Lightweight MTA Authentication Protocol (LMAP)[1] was a generic name for a set of 'designated sender' proposals that were discussed in the ASRG in the Fall of 2003, including:

  • Designated Mailers Protocol (DMP)
  • Designated Relays Inquiry Protocol (DRIP)
  • Flexible Sender Validation (FSV)
  • MTAMARK
  • Reverse MX (RMX)
  • Sender Policy Framework (SPF)

These schemes attempt to list the valid IP addresses that can send mail for a domain. The "lightweight" in LMAP essentially stands for "no crypto", as opposed to DomainKeys and its successor, DKIM.[2] In March 2004, the Internet Engineering Task Force IETF held a BoF on these proposals.
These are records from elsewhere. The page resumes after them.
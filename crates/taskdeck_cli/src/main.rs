//! CLI smoke entry point.
//!
//! # Responsibility
//! - Verify `taskdeck_core` linkage without a UI runtime.
//! - With a database path argument, open the durable store and print the
//!   dashboard summary as stable `key=value` lines.
//!
//! Environment:
//! - `TASKDECK_LOG_DIR`: absolute directory for rolling logs (optional).

use std::process::ExitCode;

use taskdeck_core::{
    default_log_level, init_logging, partition_open_by_quadrant, summarize, Quadrant, TaskStatus,
    TaskStore,
};

const LOG_DIR_ENV: &str = "TASKDECK_LOG_DIR";

fn main() -> ExitCode {
    println!("taskdeck_core ping={}", taskdeck_core::ping());
    println!("taskdeck_core version={}", taskdeck_core::core_version());

    if let Ok(log_dir) = std::env::var(LOG_DIR_ENV) {
        if let Err(err) = init_logging(default_log_level(), &log_dir) {
            eprintln!("logging disabled: {err}");
        }
    }

    let Some(db_path) = std::env::args_os().nth(1) else {
        return ExitCode::SUCCESS;
    };

    let store = match TaskStore::open(&db_path) {
        Ok(store) => store,
        Err(err) => {
            eprintln!("failed to open task database: {err}");
            return ExitCode::FAILURE;
        }
    };

    let tasks = store.list();
    let stats = summarize(&tasks);
    println!("tasks.total={}", stats.total);
    for status in TaskStatus::ALL {
        println!("tasks.status.{}={}", status.as_str(), stats.by_status.get(status));
    }
    println!("tasks.completion_rate_percent={}", stats.completion_rate_percent());
    println!("tasks.high_priority_percent={}", stats.high_priority_percent());
    if let Some(days) = stats.average_completion_days() {
        println!("tasks.average_completion_days={days:.1}");
    }

    let matrix = partition_open_by_quadrant(&tasks);
    for quadrant in Quadrant::ALL {
        println!(
            "matrix.{}={}",
            quadrant.label().to_lowercase().replace(' ', "_"),
            matrix.get(quadrant).len()
        );
    }

    ExitCode::SUCCESS
}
As the result of that meeting, the task force chartered the MARID working group.[3]

Controversy

Microsoft's Caller-ID proposal was a late and highly controversial addition to this mix. It came with the following features:

  • Use of XML policies with DNS - this was reduced to what is now known as Sender ID
  • Piggybacking and extension of the existing SPF
  • Use of RFC 2822 mail header fields as by DomainKeys (All other LMAP drafts used the SMTP envelope.)
  • Specific questions about patents and licensing [4]

Proceedings

The working group decided to postpone the question of RFC 2821 SMTP identities - i.e. MAIL FROM covered by SPF, or HELO covered by CSV and SPF - in favour of RFC 2822 identities covered by Caller-ID's and later Sender-ID's Purported Responsible Address (PRA). The WG arrived at a point where sender policies could be split into different scopes, like the 2821 MAIL FROM or the 2822 PRA. The MARID spf2.0 syntax also allowed to join different scopes into one policy record, if the sets of permitted IPs are identical, as is often the case.

Less than a week after the publication of a first mfrom or MAIL FROM draft, the WG was terminated unilaterally by its leadership. MARID existed only seven months, and no RFCs were published.[5][4]
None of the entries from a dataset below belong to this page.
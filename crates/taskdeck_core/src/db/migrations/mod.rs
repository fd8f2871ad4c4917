//! SQLite migration registry and executor.
//!
//! # Invariants
//! - `version` values must remain monotonic.
//! - Applied migration version is mirrored to `PRAGMA user_version`.
//! - Pending migrations are applied in one transaction.

use crate::db::{DbError, DbResult};
use log::info;
use rusqlite::Connection;

#[derive(Debug, Clone, Copy)]
struct Migration {
    version: u32,
    sql: &'static str,
}

const MIGRATIONS: &[Migration] = &[Migration {
    version: 1,
    sql: include_str!("0001_kv_slots.sql"),
}];

/// Returns the latest migration version known by this binary.
pub fn latest_version() -> u32 {
    MIGRATIONS.last().map_or(0, |migration| migration.version)
}

/// Applies all pending migrations on the provided connection.
pub fn apply_migrations(conn: &mut Connection) -> DbResult<()> {
    let current = current_user_version(conn)?;
    let latest = latest_version();

    if current > latest {
        return Err(DbError::SchemaTooNew {
            found: current,
            supported: latest,
        });
    }
    if current == latest {
        return Ok(());
    }

    let tx = conn.transaction()?;
    for migration in MIGRATIONS.iter().filter(|m| m.version > current) {
        tx.execute_batch(migration.sql)?;
        tx.pragma_update(None, "user_version", migration.version)?;
    }
    tx.commit()?;

    info!("event=db_migrate module=db status=ok from_version={current} to_version={latest}");
    Ok(())
}

fn current_user_version(conn: &Connection) -> DbResult<u32> {
    let version = conn.query_row("PRAGMA user_version;", [], |row| row.get::<_, u32>(0))?;
    Ok(version)
}
//! Task domain model.
//!
//! # Responsibility
//! - Define the canonical task record persisted in the durable slot.
//! - Define the create/patch input shapes accepted at the store boundary.
//! - Classify tasks into urgency/importance quadrants.
//!
//! # Invariants
//! - `id` is stable and never reused for another task.
//! - `completed_at` is set iff `status == Completed` after any store update.
//! - `updated_at >= created_at`.
//! - Notes and attachments are owned by exactly one task.
//!
//! # See also
//! - `service::task_store` for the mutation rules.

use chrono::{DateTime, NaiveDate, Utc};
use serde::{Deserialize, Serialize};
use std::collections::BTreeSet;
use std::error::Error;
use std::fmt::{Display, Formatter};
use uuid::Uuid;

/// Opaque string identifier for tasks, notes and attachments.
///
/// Fresh records get a UUID v4. Older blobs carry millisecond timestamps
/// (`"1712345678901"`), so decoding accepts any string.
#[derive(Debug, Clone, PartialEq, Eq, Hash, PartialOrd, Ord, Serialize, Deserialize)]
#[serde(transparent)]
pub struct RecordId(String);

impl RecordId {
    pub fn generate() -> Self {
        Self(Uuid::new_v4().to_string())
    }

    pub fn as_str(&self) -> &str {
        &self.0
    }
}

impl Display for RecordId {
    fn fmt(&self, f: &mut Formatter<'_>) -> std::fmt::Result {
        f.write_str(&self.0)
    }
}

impl From<String> for RecordId {
    fn from(value: String) -> Self {
        Self(value)
    }
}

impl From<&str> for RecordId {
    fn from(value: &str) -> Self {
        Self(value.to_string())
    }
}

impl From<Uuid> for RecordId {
    fn from(value: Uuid) -> Self {
        Self(value.to_string())
    }
}

pub type TaskId = RecordId;
pub type NoteId = RecordId;
pub type AttachmentId = RecordId;

/// Task lifecycle state.
#[derive(Debug, Clone, Copy, Default, PartialEq, Eq, Hash, Serialize, Deserialize)]
#[serde(rename_all = "kebab-case")]
pub enum TaskStatus {
    /// Created but not started. Older blobs spell this `todo`.
    #[default]
    #[serde(alias = "todo")]
    Pending,
    /// Work is in progress.
    InProgress,
    /// Finished; `completed_at` carries the transition time.
    Completed,
}

impl TaskStatus {
    pub const ALL: [TaskStatus; 3] = [Self::Pending, Self::InProgress, Self::Completed];

    /// Wire spelling, matching the serde representation.
    pub fn as_str(self) -> &'static str {
        match self {
            Self::Pending => "pending",
            Self::InProgress => "in-progress",
            Self::Completed => "completed",
        }
    }
}

/// Task priority.
#[derive(Debug, Clone, Copy, Default, PartialEq, Eq, Hash, Serialize, Deserialize)]
#[serde(rename_all = "kebab-case")]
pub enum TaskPriority {
    Low,
    #[default]
    Medium,
    High,
}

impl TaskPriority {
    pub const ALL: [TaskPriority; 3] = [Self::Low, Self::Medium, Self::High];

    /// Sort weight, higher is more pressing.
    pub fn rank(self) -> u8 {
        match self {
            Self::Low => 0,
            Self::Medium => 1,
            Self::High => 2,
        }
    }
}

/// Eisenhower matrix cell derived from `(is_urgent, is_important)`.
#[derive(Debug, Clone, Copy, PartialEq, Eq, Hash)]
pub enum Quadrant {
    /// Urgent and important.
    DoFirst,
    /// Important, not urgent.
    Schedule,
    /// Urgent, not important.
    Delegate,
    /// Neither.
    Eliminate,
}

impl Quadrant {
    pub const ALL: [Quadrant; 4] = [
        Self::DoFirst,
        Self::Schedule,
        Self::Delegate,
        Self::Eliminate,
    ];

    pub fn classify(is_urgent: bool, is_important: bool) -> Self {
        match (is_urgent, is_important) {
            (true, true) => Self::DoFirst,
            (false, true) => Self::Schedule,
            (true, false) => Self::Delegate,
            (false, false) => Self::Eliminate,
        }
    }

    /// Human-readable matrix label.
    pub fn label(self) -> &'static str {
        match self {
            Self::DoFirst => "Do First",
            Self::Schedule => "Schedule",
            Self::Delegate => "Delegate",
            Self::Eliminate => "Eliminate",
        }
    }
}

/// Append-only comment attached to a task.
#[derive(Debug, Clone, PartialEq, Eq, Serialize, Deserialize)]
#[serde(rename_all = "camelCase")]
pub struct Note {
    pub id: NoteId,
    pub content: String,
    pub created_at: DateTime<Utc>,
    pub created_by: String,
}

/// File metadata attached to a task. Bytes live in an external store; `url`
/// is an opaque reference into it.
#[derive(Debug, Clone, PartialEq, Eq, Serialize, Deserialize)]
#[serde(rename_all = "camelCase")]
pub struct Attachment {
    pub id: AttachmentId,
    pub name: String,
    pub url: String,
    /// Serialized as `type` to match the stored schema.
    #[serde(rename = "type")]
    pub mime_type: String,
    pub size: u64,
    pub uploaded_at: DateTime<Utc>,
    #[serde(default, skip_serializing_if = "Option::is_none")]
    pub uploaded_by: Option<String>,
}

/// Attachment metadata supplied by the upload collaborator.
#[derive(Debug, Clone, PartialEq, Eq)]
pub struct NewAttachment {
    pub name: String,
    pub url: String,
    pub mime_type: String,
    pub size: u64,
    pub uploaded_by: Option<String>,
}

/// Canonical task record.
///
/// Everything except identity and the two lifecycle timestamps has a serde
/// default, so blobs written by older schemas still decode.
#[derive(Debug, Clone, PartialEq, Eq, Serialize, Deserialize)]
#[serde(rename_all = "camelCase")]
pub struct Task {
    pub id: TaskId,
    pub title: String,
    #[serde(default)]
    pub description: String,
    #[serde(default)]
    pub status: TaskStatus,
    #[serde(default)]
    pub priority: TaskPriority,
    #[serde(default)]
    pub due_date: Option<NaiveDate>,
    #[serde(default)]
    pub department: String,
    #[serde(default)]
    pub services: BTreeSet<String>,
    #[serde(default)]
    pub zone: String,
    #[serde(default)]
    pub site_name: String,
    #[serde(default)]
    pub city: String,
    #[serde(default)]
    pub task_owner: String,
    #[serde(default)]
    pub collaborator: String,
    #[serde(default)]
    pub is_urgent: bool,
    #[serde(default)]
    pub is_important: bool,
    #[serde(default)]
    pub category: String,
    #[serde(default)]
    pub notes: Vec<Note>,
    #[serde(default)]
    pub attachments: Vec<Attachment>,
    pub created_at: DateTime<Utc>,
    pub updated_at: DateTime<Utc>,
    #[serde(default)]
    pub completed_at: Option<DateTime<Utc>>,
}

impl Task {
    /// Builds a fresh record with a generated ID.
    ///
    /// # Invariants
    /// - `created_at == updated_at == now`.
    /// - `completed_at` starts as `None`; only updates move it.
    /// - Notes and attachments start empty.
    pub fn new(fields: NewTask, now: DateTime<Utc>) -> Self {
        Self::with_id(TaskId::generate(), fields, now)
    }

    /// Builds a fresh record with a caller-provided ID.
    pub fn with_id(id: TaskId, fields: NewTask, now: DateTime<Utc>) -> Self {
        let NewTask {
            title,
            description,
            status,
            priority,
            due_date,
            department,
            services,
            zone,
            site_name,
            city,
            task_owner,
            collaborator,
            is_urgent,
            is_important,
            category,
        } = fields;

        Self {
            id,
            title,
            description,
            status,
            priority,
            due_date,
            department,
            services,
            zone,
            site_name,
            city,
            task_owner,
            collaborator,
            is_urgent,
            is_important,
            category,
            notes: Vec::new(),
            attachments: Vec::new(),
            created_at: now,
            updated_at: now,
            completed_at: None,
        }
    }

    pub fn quadrant(&self) -> Quadrant {
        Quadrant::classify(self.is_urgent, self.is_important)
    }

    pub fn is_completed(&self) -> bool {
        self.status == TaskStatus::Completed
    }

    /// Checks store-boundary contracts on this record.
    pub fn validate(&self) -> Result<(), TaskValidationError> {
        validate_title(&self.title)
    }
}

/// Create input. Only `title` is required.
#[derive(Debug, Clone, Default, PartialEq, Eq)]
pub struct NewTask {
    pub title: String,
    pub description: String,
    pub status: TaskStatus,
    pub priority: TaskPriority,
    pub due_date: Option<NaiveDate>,
    pub department: String,
    pub services: BTreeSet<String>,
    pub zone: String,
    pub site_name: String,
    pub city: String,
    pub task_owner: String,
    pub collaborator: String,
    pub is_urgent: bool,
    pub is_important: bool,
    pub category: String,
}

impl NewTask {
    pub fn new(title: impl Into<String>) -> Self {
        Self {
            title: title.into(),
            ..Self::default()
        }
    }
}

/// Partial update. `None` leaves the stored value untouched.
#[derive(Debug, Clone, Default, PartialEq, Eq)]
pub struct TaskPatch {
    pub title: Option<String>,
    pub description: Option<String>,
    pub status: Option<TaskStatus>,
    pub priority: Option<TaskPriority>,
    /// `Some(None)` clears the due date.
    pub due_date: Option<Option<NaiveDate>>,
    pub department: Option<String>,
    pub services: Option<BTreeSet<String>>,
    pub zone: Option<String>,
    pub site_name: Option<String>,
    pub city: Option<String>,
    pub task_owner: Option<String>,
    pub collaborator: Option<String>,
    pub is_urgent: Option<bool>,
    pub is_important: Option<bool>,
    pub category: Option<String>,
    /// Replaces the whole note sequence.
    pub notes: Option<Vec<Note>>,
    /// Replaces the whole attachment sequence.
    pub attachments: Option<Vec<Attachment>>,
}

impl TaskPatch {
    pub fn status(status: TaskStatus) -> Self {
        Self {
            status: Some(status),
            ..Self::default()
        }
    }

    /// Shallow merge onto `task`. Lifecycle timestamps are the caller's job.
    pub fn apply_to(self, task: &mut Task) {
        let Self {
            title,
            description,
            status,
            priority,
            due_date,
            department,
            services,
            zone,
            site_name,
            city,
            task_owner,
            collaborator,
            is_urgent,
            is_important,
            category,
            notes,
            attachments,
        } = self;

        replace(&mut task.title, title);
        replace(&mut task.description, description);
        replace(&mut task.status, status);
        replace(&mut task.priority, priority);
        replace(&mut task.due_date, due_date);
        replace(&mut task.department, department);
        replace(&mut task.services, services);
        replace(&mut task.zone, zone);
        replace(&mut task.site_name, site_name);
        replace(&mut task.city, city);
        replace(&mut task.task_owner, task_owner);
        replace(&mut task.collaborator, collaborator);
        replace(&mut task.is_urgent, is_urgent);
        replace(&mut task.is_important, is_important);
        replace(&mut task.category, category);
        replace(&mut task.notes, notes);
        replace(&mut task.attachments, attachments);
    }
}

fn replace<T>(slot: &mut T, value: Option<T>) {
    if let Some(value) = value {
        *slot = value;
    }
}

/// Contract violations rejected at the store boundary.
#[derive(Debug, Clone, Copy, PartialEq, Eq)]
pub enum TaskValidationError {
    EmptyTitle,
    EmptyNoteContent,
}

impl Display for TaskValidationError {
    fn fmt(&self, f: &mut Formatter<'_>) -> std::fmt::Result {
        match self {
            Self::EmptyTitle => write!(f, "task title must not be empty"),
            Self::EmptyNoteContent => write!(f, "note content must not be empty"),
        }
    }
}

impl Error for TaskValidationError {}

pub(crate) fn validate_title(title: &str) -> Result<(), TaskValidationError> {
    if title.trim().is_empty() {
        return Err(TaskValidationError::EmptyTitle);
    }
    Ok(())
}

pub(crate) fn validate_note_content(content: &str) -> Result<(), TaskValidationError> {
    if content.trim().is_empty() {
        return Err(TaskValidationError::EmptyNoteContent);
    }
    Ok(())
}

#[cfg(test)]
mod tests {
    use super::{NewTask, Quadrant, RecordId, Task, TaskPatch, TaskStatus, TaskValidationError};
    use chrono::{NaiveDate, TimeZone, Utc};

    #[test]
    fn classify_covers_all_four_cells() {
        assert_eq!(Quadrant::classify(true, true), Quadrant::DoFirst);
        assert_eq!(Quadrant::classify(false, true), Quadrant::Schedule);
        assert_eq!(Quadrant::classify(true, false), Quadrant::Delegate);
        assert_eq!(Quadrant::classify(false, false), Quadrant::Eliminate);
    }

    #[test]
    fn patch_replaces_only_specified_fields() {
        let now = Utc.with_ymd_and_hms(2026, 3, 1, 9, 0, 0).unwrap();
        let mut task = Task::new(
            NewTask {
                description: "keep me".to_string(),
                due_date: NaiveDate::from_ymd_opt(2026, 3, 5),
                ..NewTask::new("draft")
            },
            now,
        );

        TaskPatch {
            title: Some("final".to_string()),
            is_urgent: Some(true),
            ..TaskPatch::default()
        }
        .apply_to(&mut task);

        assert_eq!(task.title, "final");
        assert!(task.is_urgent);
        assert_eq!(task.description, "keep me");
        assert_eq!(task.due_date, NaiveDate::from_ymd_opt(2026, 3, 5));

        TaskPatch {
            due_date: Some(None),
            ..TaskPatch::default()
        }
        .apply_to(&mut task);
        assert_eq!(task.due_date, None);
    }

    #[test]
    fn validate_rejects_whitespace_title() {
        let now = Utc.with_ymd_and_hms(2026, 3, 1, 9, 0, 0).unwrap();
        let task = Task::new(NewTask::new("   "), now);
        assert_eq!(task.validate(), Err(TaskValidationError::EmptyTitle));
    }

    #[test]
    fn generated_ids_are_uuid_strings() {
        let id = RecordId::generate();
        assert!(uuid::Uuid::parse_str(id.as_str()).is_ok());
        assert_ne!(id, RecordId::generate());
    }

    #[test]
    fn record_id_serializes_as_bare_string() {
        let id = RecordId::from("1712345678901");
        assert_eq!(serde_json::to_value(&id).unwrap(), "1712345678901");
        let back: RecordId = serde_json::from_str("\"1712345678901\"").unwrap();
        assert_eq!(back, id);
    }

    #[test]
    fn status_wire_names_match_serde() {
        for status in TaskStatus::ALL {
            let json = serde_json::to_value(status).unwrap();
            assert_eq!(json, status.as_str());
        }
    }
}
The responsible IETF Area Director agreed to sponsor the publication of some of the unfinished MARID discussions as IETF experiments; these happened in 2005, as both the pre-MARID SPF[6] and Sender ID[7] were approved as experimental RFCs. The latter is to a certain degree a result of MARID, growing out of the Caller-ID proposal.

The ongoing disputes on technical issues and incompatibilities in Sender ID resulted later in appeals[8] to the IESG and the IAB.